> [INFORMATION PROVIDED]
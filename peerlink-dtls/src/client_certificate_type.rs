/// <https://tools.ietf.org/html/rfc5246#section-7.4.4>
#[derive(Copy, Clone, PartialEq, Eq, Debug)]
pub enum ClientCertificateType {
    RsaSign = 1,
    EcdsaSign = 64,
    Unsupported,
}

impl From<u8> for ClientCertificateType {
    fn from(val: u8) -> Self {
        match val {
            1 => ClientCertificateType::RsaSign,
            64 => ClientCertificateType::EcdsaSign,
            _ => ClientCertificateType::Unsupported,
        }
    }
}
//! Offer and answer generation.
//!
//! Every accepted section carries the same transport attributes, since all
//! of them share one BUNDLE transport. Candidates only go into the first
//! accepted section.

use std::collections::HashSet;

use log::debug;
use sdp::description::media::{MediaName, RangedPort};
use sdp::description::session::{
    ATTR_KEY_CONNECTION_SETUP, ATTR_KEY_GROUP, ATTR_KEY_ICE_OPTIONS, ATTR_KEY_MID,
    ATTR_KEY_RTCPMUX, ATTR_KEY_RTCPRSIZE, ICE_OPTION_DTLS_IN_STUN,
};
use sdp::direction::Direction;
use sdp::extmap::ExtMap;
use sdp::util::{Codec, SEMANTIC_TOKEN_BUNDLE};
use sdp::{MediaDescription, SessionDescription};
use shared::error::{Error, Result};

use crate::peer_connection::configuration::media_engine::{
    DATA_CHANNEL_FORMAT, MediaEngine, MediaKind,
};
use crate::peer_connection::transport::dtls::fingerprint::RTCDtlsFingerprint;
use crate::peer_connection::transport::dtls::role::{DEFAULT_DTLS_ROLE_ANSWER, RTCDtlsRole};

pub const ICE_OPTION_TRICKLE: &str = "trickle";

/// SCTP port of the application section (RFC 8841 5).
pub const SCTP_PORT: u16 = 5000;

/// Largest data channel message this endpoint receives.
pub const MAX_MESSAGE_SIZE: usize = 262_144;

const ATTR_KEY_SCTP_PORT: &str = "sctp-port";
const ATTR_KEY_MAX_MESSAGE_SIZE: &str = "max-message-size";
const FMTP_PARAM_APT: &str = "apt";

/// An RTP stream sent from a section.
#[derive(Debug, Clone, PartialEq, Eq)]
pub struct MediaSource {
    pub ssrc: u32,
    pub cname: String,
    pub stream_id: String,
    pub track_id: String,
}

/// A section the local side wants in its offer.
#[derive(Debug, Clone, PartialEq, Eq)]
pub struct LocalMediaSection {
    pub mid: String,
    pub kind: MediaKind,
    pub direction: Direction,
    pub source: Option<MediaSource>,
}

/// Transport attributes the local side puts into its descriptions.
#[derive(Default, Debug, Clone)]
pub struct LocalTransportParameters {
    pub ice_ufrag: String,
    pub ice_pwd: String,
    pub fingerprints: Vec<RTCDtlsFingerprint>,
    /// `Auto` for offers (actpass), an explicit role for answers.
    pub dtls_role: RTCDtlsRole,
    /// Candidate attribute values, without the `candidate:` prefix.
    pub candidates: Vec<String>,
    pub dtls_piggyback: bool,
}

impl LocalTransportParameters {
    fn ice_options(&self) -> String {
        if self.dtls_piggyback {
            format!("{ICE_OPTION_TRICKLE} {ICE_OPTION_DTLS_IN_STUN}")
        } else {
            ICE_OPTION_TRICKLE.to_owned()
        }
    }

    fn apply(&self, mut m: MediaDescription, include_candidates: bool) -> MediaDescription {
        m = m.with_ice_credentials(self.ice_ufrag.clone(), self.ice_pwd.clone());
        for fp in &self.fingerprints {
            m = m.with_fingerprint(fp.algorithm.clone(), fp.value.clone());
        }
        m = m.with_value_attribute(
            ATTR_KEY_CONNECTION_SETUP.to_owned(),
            self.dtls_role.to_connection_role().to_string(),
        );
        if include_candidates {
            for c in &self.candidates {
                m = m.with_candidate(c.clone());
            }
        }
        m
    }
}

fn session(transport: &LocalTransportParameters, bundle: &[String]) -> SessionDescription {
    let mut desc = SessionDescription::new_jsep_session_description(false);
    if !bundle.is_empty() {
        desc = desc.with_value_attribute(
            ATTR_KEY_GROUP.to_owned(),
            format!("{SEMANTIC_TOKEN_BUNDLE} {}", bundle.join(" ")),
        );
    }
    desc.with_value_attribute(ATTR_KEY_ICE_OPTIONS.to_owned(), transport.ice_options())
}

fn application_section(mid: &str) -> MediaDescription {
    let mut m = MediaDescription::new_jsep_media_description(
        MediaKind::Application.to_string(),
        vec![],
    );
    m.media_name.protos = vec!["UDP".to_owned(), "DTLS".to_owned(), "SCTP".to_owned()];
    m.media_name.formats = vec![DATA_CHANNEL_FORMAT.to_owned()];
    m.with_value_attribute(ATTR_KEY_MID.to_owned(), mid.to_owned())
}

fn with_sctp_attributes(m: MediaDescription) -> MediaDescription {
    m.with_value_attribute(ATTR_KEY_SCTP_PORT.to_owned(), SCTP_PORT.to_string())
        .with_value_attribute(
            ATTR_KEY_MAX_MESSAGE_SIZE.to_owned(),
            MAX_MESSAGE_SIZE.to_string(),
        )
}

/// Builds an offer bundling every section in `sections`.
pub fn produce_offer(
    sections: &[LocalMediaSection],
    media_engine: &MediaEngine,
    transport: &LocalTransportParameters,
) -> Result<SessionDescription> {
    if sections.is_empty() {
        return Err(Error::ErrInvalidParameter(
            "offer without media sections".to_owned(),
        ));
    }

    let mids: Vec<String> = sections.iter().map(|s| s.mid.clone()).collect();
    let mut desc = session(transport, &mids);
    let extension_uris = media_engine.header_extension_uris();

    for (index, section) in sections.iter().enumerate() {
        if section.kind == MediaKind::Application {
            let m = transport.apply(application_section(&section.mid), index == 0);
            desc = desc.with_media(with_sctp_attributes(m));
            continue;
        }

        let codecs = media_engine.codecs(section.kind);
        if codecs.is_empty() {
            return Err(Error::ErrInvalidParameter(format!(
                "no {} codecs registered",
                section.kind
            )));
        }

        let mut m = MediaDescription::new_jsep_media_description(section.kind.to_string(), vec![])
            .with_value_attribute(ATTR_KEY_MID.to_owned(), section.mid.clone());
        m = transport.apply(m, index == 0);
        m = m
            .with_property_attribute(ATTR_KEY_RTCPMUX.to_owned())
            .with_property_attribute(ATTR_KEY_RTCPRSIZE.to_owned());
        for codec in codecs {
            m = m.with_codec(codec);
        }
        for (position, uri) in extension_uris.iter().enumerate() {
            if media_engine.supports_header_extension(section.kind, uri) {
                m = m.with_extmap(ExtMap::unmarshal(&format!("{} {uri}", position + 1))?);
            }
        }
        m = m.with_property_attribute(or_sendrecv(section.direction).to_string());
        if let Some(source) = &section.source {
            m = m.with_media_source(
                source.ssrc,
                source.cname.clone(),
                source.stream_id.clone(),
                source.track_id.clone(),
            );
        }
        desc = desc.with_media(m);
    }

    debug!("[sdp] produced offer with {} sections", sections.len());
    Ok(desc)
}

fn or_sendrecv(direction: Direction) -> Direction {
    match direction {
        Direction::Unspecified => Direction::Sendrecv,
        d => d,
    }
}

/// A port zero copy of an offered section, keeping only its mid.
fn rejected_section(offered: &MediaDescription, mid: &str) -> MediaDescription {
    MediaDescription {
        media_name: MediaName {
            media: offered.media_name.media.clone(),
            port: RangedPort {
                value: 0,
                range: None,
            },
            protos: offered.media_name.protos.clone(),
            formats: offered.media_name.formats.clone(),
        },
        connection_information: offered.connection_information.clone(),
        ..Default::default()
    }
    .with_value_attribute(ATTR_KEY_MID.to_owned(), mid.to_owned())
}

/// The payload type an rtx-like format repairs.
fn associated_payload_type(codec: &Codec) -> Option<u8> {
    codec
        .fmtp_params()
        .get(FMTP_PARAM_APT)
        .and_then(|apt| apt.parse().ok())
}

/// Offered codecs the local side supports, in offer order and with the
/// offer's payload types. Repair formats survive only together with the
/// payload type they reference.
fn intersect_codecs(media_engine: &MediaEngine, kind: MediaKind, offered: &[Codec]) -> Vec<Codec> {
    let mut accepted: HashSet<u8> = HashSet::new();
    let mut feedback: Vec<(u8, Vec<String>)> = vec![];

    for codec in offered
        .iter()
        .filter(|c| associated_payload_type(c).is_none())
    {
        if let Some(local) = media_engine.find_codec(kind, codec) {
            accepted.insert(codec.payload_type);
            feedback.push((codec.payload_type, local.rtcp_feedback.clone()));
        }
    }
    for codec in offered {
        if let Some(apt) = associated_payload_type(codec)
            && accepted.contains(&apt)
            && let Some(local) = media_engine.find_codec_by_name(kind, codec)
        {
            accepted.insert(codec.payload_type);
            feedback.push((codec.payload_type, local.rtcp_feedback.clone()));
        }
    }

    offered
        .iter()
        .filter(|c| accepted.contains(&c.payload_type))
        .map(|c| {
            let supported = feedback
                .iter()
                .find(|(pt, _)| *pt == c.payload_type)
                .map(|(_, fb)| fb.as_slice())
                .unwrap_or_default();
            Codec {
                rtcp_feedback: c
                    .rtcp_feedback
                    .iter()
                    .filter(|fb| supported.contains(fb))
                    .cloned()
                    .collect(),
                ..c.clone()
            }
        })
        .collect()
}

/// Answers `offer` with what `media_engine` supports.
///
/// A section offered with port zero, of an unknown kind, or without a single
/// common codec is rejected with port zero. Accepted sections keep the
/// offered payload types and header extension ids and reverse the offered
/// direction.
pub fn produce_answer(
    offer: &SessionDescription,
    media_engine: &MediaEngine,
    transport: &LocalTransportParameters,
) -> Result<SessionDescription> {
    let mut transport = transport.clone();
    if !transport.dtls_role.is_explicit() {
        transport.dtls_role = DEFAULT_DTLS_ROLE_ANSWER;
    }

    let mut sections = vec![];
    let mut accepted_mids: Vec<String> = vec![];

    for (index, offered) in offer.media_descriptions.iter().enumerate() {
        let mid = offered
            .mid()
            .map(str::to_owned)
            .unwrap_or_else(|| index.to_string());
        let kind = MediaKind::from_media(&offered.media_name.media);

        let answered = match kind {
            _ if offered.is_rejected() => None,
            None => None,
            Some(MediaKind::Application) => {
                let offers_data_channels = offered
                    .media_name
                    .formats
                    .iter()
                    .any(|f| f == DATA_CHANNEL_FORMAT);
                (offers_data_channels && media_engine.supports_data_channels()).then(|| {
                    let m = transport.apply(application_section(&mid), accepted_mids.is_empty());
                    with_sctp_attributes(m)
                })
            }
            Some(kind) => {
                let codecs = intersect_codecs(media_engine, kind, &offered.codecs()?);
                if codecs.is_empty() {
                    None
                } else {
                    Some(answer_media_section(
                        offered,
                        &mid,
                        kind,
                        &codecs,
                        media_engine,
                        &transport,
                        accepted_mids.is_empty(),
                    )?)
                }
            }
        };

        match answered {
            Some(m) => {
                accepted_mids.push(mid);
                sections.push(m);
            }
            None => {
                debug!(
                    "[sdp] rejected {} section {}",
                    offered.media_name.media, mid
                );
                sections.push(rejected_section(offered, &mid));
            }
        }
    }

    let bundle: Vec<String> = offer
        .bundle_group()
        .unwrap_or_default()
        .into_iter()
        .filter(|mid| accepted_mids.iter().any(|m| m == mid))
        .map(str::to_owned)
        .collect();

    let mut desc = session(&transport, &bundle);
    for m in sections {
        desc = desc.with_media(m);
    }
    Ok(desc)
}

fn answer_media_section(
    offered: &MediaDescription,
    mid: &str,
    kind: MediaKind,
    codecs: &[Codec],
    media_engine: &MediaEngine,
    transport: &LocalTransportParameters,
    include_candidates: bool,
) -> Result<MediaDescription> {
    let mut m = MediaDescription::new_jsep_media_description(kind.to_string(), vec![])
        .with_value_attribute(ATTR_KEY_MID.to_owned(), mid.to_owned());
    m.media_name.protos = offered.media_name.protos.clone();
    m = transport.apply(m, include_candidates);

    if offered.is_rtcp_mux() {
        m = m.with_property_attribute(ATTR_KEY_RTCPMUX.to_owned());
    }
    if offered.has_attribute(ATTR_KEY_RTCPRSIZE) {
        m = m.with_property_attribute(ATTR_KEY_RTCPRSIZE.to_owned());
    }
    for codec in codecs {
        m = m.with_codec(codec);
    }
    for extmap in offered.extmaps()? {
        if media_engine.supports_header_extension(kind, extmap.uri_str()) {
            m = m.with_extmap(ExtMap {
                direction: Direction::Unspecified,
                ..extmap
            });
        }
    }

    let direction = or_sendrecv(offered.direction().reverse());
    Ok(m.with_property_attribute(direction.to_string()))
}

> [TASK INSTRUCTIONS]
Sift the material for lines that include the word "ClientCertificateType", and copy each one.

> [ANSWER AREA]
pub enum ClientCertificateType {
impl From<u8> for ClientCertificateType {
            1 => ClientCertificateType::RsaSign,
            64 => ClientCertificateType::EcdsaSign,
            _ => ClientCertificateType::Unsupported,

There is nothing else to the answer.